特に、髪の毛を構成するたんぱく質と同じ成分である、アミノ酸系の成分を配合したものがおすすめで、ヘアカラーをした後の髪の毛や頭皮を優しく洗浄してくれます。またカラーケア用のシャンプーは、染めた髪の毛の色持ちをよくする効果もあります。
洗浄力の強い、高級アルコール系や石けん系のシャンプーはダメージをより加速させる恐れがありますので、ダメージが気になる場合には使用を避けた方がいいでしょう。
医療機関を受診する
ヘアカラーによってアレルギー反応と思われる症状が実際に起きた場合には、そのまま放置せずに速やかに皮膚科を受診することをオススメ致します。

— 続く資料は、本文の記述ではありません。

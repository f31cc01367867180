//! Integration tests for the stanza CLI commands.

mod common;

use common::TestEnv;
use predicates::prelude::*;

// ============================================================================
// print
// ============================================================================

#[test]
fn test_print_text_follows_includes() {
    let env = TestEnv::with_sample();

    env.command()
        .arg("print")
        .arg(env.file("main.conf"))
        .assert()
        .success()
        .stdout(predicate::str::starts_with(
            "NFS_Core_Param {\n    NFS_Port = 2049;\n    Protocols = 3, 4;\n}\nEXPORT {\n",
        ))
        .stdout(predicate::str::contains(
            "    CLIENT {\n        Clients = \"10.0.0.0/8\";\n        Access_Type = RO;\n    }\n",
        ))
        .stdout(predicate::str::contains("# main configuration").not());
}

#[test]
fn test_print_output_parses_back() {
    let env = TestEnv::with_sample();

    let output = env
        .command()
        .arg("print")
        .arg("--indent")
        .arg("2")
        .arg(env.file("main.conf"))
        .output()
        .unwrap();
    assert!(output.status.success());

    let printed = env.write("printed.conf", &String::from_utf8(output.stdout).unwrap());
    env.command()
        .arg("get")
        .arg(&printed)
        .arg("export::path")
        .assert()
        .success()
        .stdout("/srv/a\n");
}

#[test]
fn test_print_json() {
    let env = TestEnv::with_sample();

    let output = env
        .command()
        .arg("print")
        .arg("--format")
        .arg("json")
        .arg(env.file("main.conf"))
        .output()
        .unwrap();
    assert!(output.status.success());

    let json: serde_json::Value = serde_json::from_slice(&output.stdout).unwrap();
    assert_eq!(json["files"].as_array().unwrap().len(), 2);
    assert_eq!(json["items"].as_array().unwrap().len(), 3);
    assert_eq!(json["items"][1]["kind"], "block");
    assert_eq!(json["items"][1]["name"], "EXPORT");
    assert!(json["items"][1]["file"].as_str().unwrap().ends_with("exports.conf"));
    assert_eq!(json["items"][0]["children"][1]["values"][1]["text"], "4");
}

#[test]
fn test_print_yaml_from_env() {
    let env = TestEnv::with_sample();

    env.command()
        .env("STANZA_OUTPUT_FORMAT", "YAML")
        .arg("print")
        .arg(env.file("main.conf"))
        .assert()
        .success()
        .stdout(predicate::str::contains("kind: block"))
        .stdout(predicate::str::contains("name: NFS_Core_Param"));
}

#[test]
fn test_print_rejects_unknown_format() {
    let env = TestEnv::with_sample();

    env.command()
        .arg("print")
        .arg("--format")
        .arg("xml")
        .arg(env.file("main.conf"))
        .assert()
        .failure()
        .code(2)
        .stderr(predicate::str::contains("invalid value"));
}

// ============================================================================
// get
// ============================================================================

#[test]
fn test_get_statement_value() {
    let env = TestEnv::with_sample();

    env.command()
        .arg("get")
        .arg(env.file("main.conf"))
        .arg("nfs_core_param::PROTOCOLS")
        .assert()
        .success()
        .stdout("3, 4\n");
}

#[test]
fn test_get_block_prints_subtree() {
    let env = TestEnv::with_sample();

    env.command()
        .arg("get")
        .arg(env.file("main.conf"))
        .arg("EXPORT::CLIENT")
        .assert()
        .success()
        .stdout("CLIENT {\n    Clients = \"10.0.0.0/8\";\n    Access_Type = RO;\n}\n");
}

#[test]
fn test_get_show_location() {
    let env = TestEnv::with_sample();

    env.command()
        .arg("get")
        .arg("--show-location")
        .arg(env.file("main.conf"))
        .arg("EXPORT::Export_Id")
        .assert()
        .success()
        .stdout("1\n")
        .stderr(predicate::str::contains("exports.conf:2"));
}

#[test]
fn test_get_missing_name() {
    let env = TestEnv::with_sample();

    env.command()
        .arg("get")
        .arg(env.file("main.conf"))
        .arg("EXPORT::Squash")
        .assert()
        .failure()
        .code(1)
        .stderr(predicate::str::contains("not found: EXPORT::Squash"));
}

// ============================================================================
// find
// ============================================================================

#[test]
fn test_find_nested_block() {
    let env = TestEnv::with_sample();

    env.command()
        .arg("find")
        .arg(env.file("main.conf"))
        .arg("EXPORT(Export_Id = 2).CLIENT(Clients = *)")
        .assert()
        .success()
        .stdout(predicate::str::contains("exports.conf:9\tCLIENT"))
        .stderr(predicate::str::contains("1 matching block(s)"));
}

#[test]
fn test_find_wildcard_all_exports() {
    let env = TestEnv::with_sample();

    let output = env
        .command()
        .arg("--quiet")
        .arg("find")
        .arg(env.file("main.conf"))
        .arg("export(path = *)")
        .output()
        .unwrap();
    assert!(output.status.success());
    assert!(output.stderr.is_empty());

    let stdout = String::from_utf8(output.stdout).unwrap();
    let lines: Vec<_> = stdout.lines().collect();
    assert_eq!(lines.len(), 2);
    assert!(lines[0].ends_with("exports.conf:1\tEXPORT"));
    assert!(lines[1].ends_with("exports.conf:6\tEXPORT"));
}

#[test]
fn test_find_print_blocks() {
    let env = TestEnv::with_sample();

    env.command()
        .arg("find")
        .arg("--print")
        .arg(env.file("main.conf"))
        .arg("EXPORT(Export_Id = 2).CLIENT(Access_Type = rw)")
        .assert()
        .success()
        .stdout("CLIENT {\n    Clients = \"*\";\n    Access_Type = RW;\n}\n");
}

#[test]
fn test_find_no_match() {
    let env = TestEnv::with_sample();

    env.command()
        .arg("find")
        .arg(env.file("main.conf"))
        .arg("EXPORT(Export_Id = 7)")
        .assert()
        .failure()
        .code(1);
}

#[test]
fn test_find_bad_expression() {
    let env = TestEnv::with_sample();

    env.command()
        .arg("find")
        .arg(env.file("main.conf"))
        .arg("EXPORT(Export_Id = ")
        .assert()
        .failure()
        .code(4)
        .stderr(predicate::str::contains("invalid search expression"));
}

// ============================================================================
// check
// ============================================================================

#[test]
fn test_check_ok() {
    let env = TestEnv::with_sample();

    env.command()
        .arg("check")
        .arg(env.file("main.conf"))
        .assert()
        .success()
        .stdout(predicate::str::contains("OK (3 top-level items from 2 file(s))"));
}

#[test]
fn test_check_quiet_prints_nothing() {
    let env = TestEnv::with_sample();

    env.command()
        .arg("check")
        .arg("--quiet")
        .arg(env.file("main.conf"))
        .assert()
        .success()
        .stdout(predicate::str::is_empty());
}

#[test]
fn test_check_parse_error() {
    let env = TestEnv::new();
    let path = env.write("bad.conf", "A = 1;\nB = 2\nC = 3;\n");

    env.command()
        .arg("check")
        .arg(&path)
        .assert()
        .failure()
        .code(2)
        .stderr(predicate::str::contains("ERROR: Config File ("))
        .stderr(predicate::str::contains("bad.conf:"))
        .stderr(predicate::str::contains("Error: parse error at"));
}

#[test]
fn test_check_unterminated_string() {
    let env = TestEnv::new();
    let path = env.write("bad.conf", "A = \"never closed;\n");

    env.command()
        .arg("check")
        .arg(&path)
        .assert()
        .failure()
        .code(2)
        .stderr(predicate::str::contains("scan error"));
}

#[test]
fn test_check_missing_include() {
    let env = TestEnv::new();
    let path = env.write("main.conf", "A = 1;\n%include \"gone.conf\"\n");

    env.command()
        .arg("check")
        .arg(&path)
        .assert()
        .failure()
        .code(2)
        .stderr(predicate::str::contains("gone.conf"));
}

#[test]
fn test_check_missing_file() {
    let env = TestEnv::new();

    env.command()
        .arg("check")
        .arg(env.file("absent.conf"))
        .assert()
        .failure()
        .code(4)
        .stderr(predicate::str::contains("File not found"));
}

// ============================================================================
// Global options and exit codes
// ============================================================================

#[test]
fn test_print_missing_file_is_io_error() {
    let env = TestEnv::new();

    env.command()
        .arg("print")
        .arg(env.file("absent.conf"))
        .assert()
        .failure()
        .code(5);
}

#[test]
fn test_include_dir_flag() {
    let env = TestEnv::new();
    env.write("shared/log.conf", "LOG { Default_Log_Level = EVENT; }\n");
    let main = env.write("etc/main.conf", "%include \"log.conf\"\n");

    env.command().arg("check").arg(&main).assert().code(2);

    env.command()
        .arg("--include-dir")
        .arg(env.path().join("shared"))
        .arg("get")
        .arg(&main)
        .arg("LOG::Default_Log_Level")
        .assert()
        .success()
        .stdout("EVENT\n");
}

#[test]
fn test_include_dir_from_env() {
    let env = TestEnv::new();
    env.write("shared/log.conf", "LOG { Default_Log_Level = EVENT; }\n");
    let main = env.write("etc/main.conf", "%include \"log.conf\"\n");

    env.command()
        .env("STANZA_INCLUDE_DIR", env.path().join("shared"))
        .arg("check")
        .arg(&main)
        .assert()
        .success();
}

#[test]
fn test_missing_include_dir() {
    let env = TestEnv::with_sample();

    env.command()
        .arg("--include-dir")
        .arg(env.file("nowhere"))
        .arg("check")
        .arg(env.file("main.conf"))
        .assert()
        .failure()
        .code(4);
}

#[test]
fn test_bad_depth_env_is_invalid_argument() {
    let env = TestEnv::with_sample();

    env.command()
        .env("STANZA_MAX_INCLUDE_DEPTH", "deep")
        .arg("check")
        .arg(env.file("main.conf"))
        .assert()
        .failure()
        .code(4)
        .stderr(predicate::str::contains("STANZA_MAX_INCLUDE_DEPTH"));
}

#[test]
fn test_help_lists_commands() {
    let env = TestEnv::new();

    env.command()
        .arg("--help")
        .assert()
        .success()
        .stdout(predicate::str::contains("print"))
        .stdout(predicate::str::contains("get"))
        .stdout(predicate::str::contains("find"))
        .stdout(predicate::str::contains("check"));
}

ヘアカラーによるアレルギー反応は、染毛の48時間後ぐらいが最も症状が悪化し、適切な処置が遅れると症状が長引くことがありますので、早く治療を開始することが大切です。
受診の際に使用した製品を持参すると、本当にヘアカラーが原因であるのかにパッチテストを行い明らかにすることができます。
また外用薬のステロイド剤などを使えば、早ければ1〜2日、長くても1週間程度で症状が改善されることが多いです。症状を放置し慢性化させてしまうと完治にも時間がかかるため、早めに医療機関を受診し適切な治療を行いましょう。